● **What is expected**
Show every line of the data where the word "inference" can be found.

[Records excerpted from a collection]
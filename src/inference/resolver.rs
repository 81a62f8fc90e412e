use serde::{Deserialize, Serialize};

use crate::error::{ensure_len, LabelError, LabelResult, ValidationError};
use crate::inference::LabelPriority;
use crate::source::LabelSource;
use crate::table::{LabelColumns, LabelTable};

/// Presence and agreement flags for one record.
#[derive(Debug, Clone, Copy, PartialEq, Eq, Default, Serialize, Deserialize)]
#[serde(rename_all = "camelCase")]
pub struct AttributeRow {
    /// Camera label is non-empty.
    pub camera_indices: bool,
    /// Manual label is non-empty.
    pub manual_indices: bool,
    /// Camera label equals sensor label.
    pub camera_sensor_match: bool,
    /// Manual label equals sensor label.
    pub manual_sensor_match: bool,
    /// Manual label equals camera label.
    pub manual_camera_match: bool,
}

/// Per-record presence/agreement matrix derived from a table.
///
/// Columns are derived together and are never edited independently; build
/// one with [`resolve`] or, for tests and replay, [`AttributeMatrix::from_rows`].
/// Comparisons are plain string equality on the original columns, so two
/// empty labels count as a match.
#[derive(Debug, Clone, PartialEq, Eq, Default, Serialize, Deserialize)]
#[serde(rename_all = "camelCase")]
pub struct AttributeMatrix {
    camera_indices: Vec<bool>,
    manual_indices: Vec<bool>,
    camera_sensor_match: Vec<bool>,
    manual_sensor_match: Vec<bool>,
    manual_camera_match: Vec<bool>,
}

impl AttributeMatrix {
    /// Derives the matrix from column views.
    fn derive(columns: &LabelColumns<'_>) -> Self {
        let sensor = columns.column(LabelSource::Sensor);
        let camera = columns.column(LabelSource::Camera);
        let manual = columns.column(LabelSource::Manual);

        Self {
            camera_indices: camera.iter().map(|c| !c.is_empty()).collect(),
            manual_indices: manual.iter().map(|m| !m.is_empty()).collect(),
            camera_sensor_match: sensor.iter().zip(camera).map(|(s, c)| s == c).collect(),
            manual_sensor_match: sensor.iter().zip(manual).map(|(s, m)| s == m).collect(),
            manual_camera_match: camera.iter().zip(manual).map(|(c, m)| c == m).collect(),
        }
    }

    /// Builds a matrix from per-record rows.
    #[must_use]
    pub fn from_rows(rows: &[AttributeRow]) -> Self {
        Self {
            camera_indices: rows.iter().map(|r| r.camera_indices).collect(),
            manual_indices: rows.iter().map(|r| r.manual_indices).collect(),
            camera_sensor_match: rows.iter().map(|r| r.camera_sensor_match).collect(),
            manual_sensor_match: rows.iter().map(|r| r.manual_sensor_match).collect(),
            manual_camera_match: rows.iter().map(|r| r.manual_camera_match).collect(),
        }
    }

    /// Validates that every column has the same length.
    ///
    /// Matrices built by this crate always pass; deserialized ones may not.
    pub fn validate(&self) -> LabelResult<()> {
        let len = self.camera_indices.len();
        ensure_len("manualIndices", len, self.manual_indices.len())?;
        ensure_len("cameraSensorMatch", len, self.camera_sensor_match.len())?;
        ensure_len("manualSensorMatch", len, self.manual_sensor_match.len())?;
        ensure_len("manualCameraMatch", len, self.manual_camera_match.len())?;
        Ok(())
    }

    /// Number of records.
    #[must_use]
    pub fn len(&self) -> usize {
        self.camera_indices.len()
    }

    /// Returns true if the matrix holds no records.
    #[must_use]
    pub fn is_empty(&self) -> bool {
        self.camera_indices.is_empty()
    }

    /// Camera label present, per record.
    #[must_use]
    pub fn camera_indices(&self) -> &[bool] {
        &self.camera_indices
    }

    /// Manual label present, per record.
    #[must_use]
    pub fn manual_indices(&self) -> &[bool] {
        &self.manual_indices
    }

    /// Camera equals sensor, per record.
    #[must_use]
    pub fn camera_sensor_match(&self) -> &[bool] {
        &self.camera_sensor_match
    }

    /// Manual equals sensor, per record.
    #[must_use]
    pub fn manual_sensor_match(&self) -> &[bool] {
        &self.manual_sensor_match
    }

    /// Manual equals camera, per record.
    #[must_use]
    pub fn manual_camera_match(&self) -> &[bool] {
        &self.manual_camera_match
    }

    /// Returns the flags for one record.
    #[must_use]
    pub fn row(&self, index: usize) -> Option<AttributeRow> {
        Some(AttributeRow {
            camera_indices: *self.camera_indices.get(index)?,
            manual_indices: *self.manual_indices.get(index)?,
            camera_sensor_match: *self.camera_sensor_match.get(index)?,
            manual_sensor_match: *self.manual_sensor_match.get(index)?,
            manual_camera_match: *self.manual_camera_match.get(index)?,
        })
    }

    /// Appends another matrix's records.
    pub(crate) fn append(&mut self, mut other: Self) {
        self.camera_indices.append(&mut other.camera_indices);
        self.manual_indices.append(&mut other.manual_indices);
        self.camera_sensor_match.append(&mut other.camera_sensor_match);
        self.manual_sensor_match.append(&mut other.manual_sensor_match);
        self.manual_camera_match.append(&mut other.manual_camera_match);
    }
}

/// Output of the resolver: one label per record plus the attribute matrix.
#[derive(Debug, Clone, PartialEq, Eq, Default, Serialize, Deserialize)]
pub struct ResolvedLabels {
    /// Winning label per record, aligned with the input table.
    pub labels: Vec<String>,

    /// Presence/agreement flags, aligned with the input table.
    pub matrix: AttributeMatrix,
}

impl ResolvedLabels {
    /// Splits into `(labels, matrix)`.
    #[must_use]
    pub fn into_parts(self) -> (Vec<String>, AttributeMatrix) {
        (self.labels, self.matrix)
    }

    /// Number of records.
    #[must_use]
    pub fn len(&self) -> usize {
        self.labels.len()
    }

    /// Returns true if nothing was resolved.
    #[must_use]
    pub fn is_empty(&self) -> bool {
        self.labels.is_empty()
    }

    pub(crate) fn append(&mut self, mut other: Self) {
        self.labels.append(&mut other.labels);
        self.matrix.append(other.matrix);
    }
}

/// Resolve one label per record using the default manual > camera > sensor
/// priority.
///
/// The table is only read. Missing optional labels were already normalized
/// to `""` when the table was built.
///
/// # Errors
/// `EmptyResolvedLabel` if every source of a record is empty.
pub fn resolve(table: &LabelTable) -> LabelResult<ResolvedLabels> {
    resolve_with_priority(table, &LabelPriority::default())
}

/// Resolve one label per record using a custom priority list.
///
/// The lowest-priority source seeds every label; each higher source then
/// overwrites wherever it is non-empty, most trusted last. The attribute
/// matrix is derived from the original columns and does not depend on the
/// priority.
pub fn resolve_with_priority(table: &LabelTable, priority: &LabelPriority) -> LabelResult<ResolvedLabels> {
    let resolved = resolve_columns(&table.columns(), priority)?;
    tracing::debug!(
        records = resolved.len(),
        camera_present = count(resolved.matrix.camera_indices()),
        manual_present = count(resolved.matrix.manual_indices()),
        priority = %priority.describe(),
        "resolved training labels"
    );
    Ok(resolved)
}

pub(crate) fn resolve_columns(columns: &LabelColumns<'_>, priority: &LabelPriority) -> LabelResult<ResolvedLabels> {
    let mut labels: Vec<String> = columns.column(priority.base()).to_vec();
    for source in priority.overlays() {
        for (label, candidate) in labels.iter_mut().zip(columns.column(source)) {
            if !candidate.is_empty() {
                label.clone_from(candidate);
            }
        }
    }

    if let Some(idx) = labels.iter().position(String::is_empty) {
        let row = columns.offset() + idx;
        tracing::warn!(row, "rejecting record with an empty resolved label");
        return Err(LabelError::from(ValidationError::EmptyResolvedLabel { row }));
    }

    Ok(ResolvedLabels {
        labels,
        matrix: AttributeMatrix::derive(columns),
    })
}

fn count(column: &[bool]) -> usize {
    column.iter().filter(|v| **v).count()
}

● **Solution to the problem**
filename src/inference/resolver.rs
use crate::inference::LabelPriority;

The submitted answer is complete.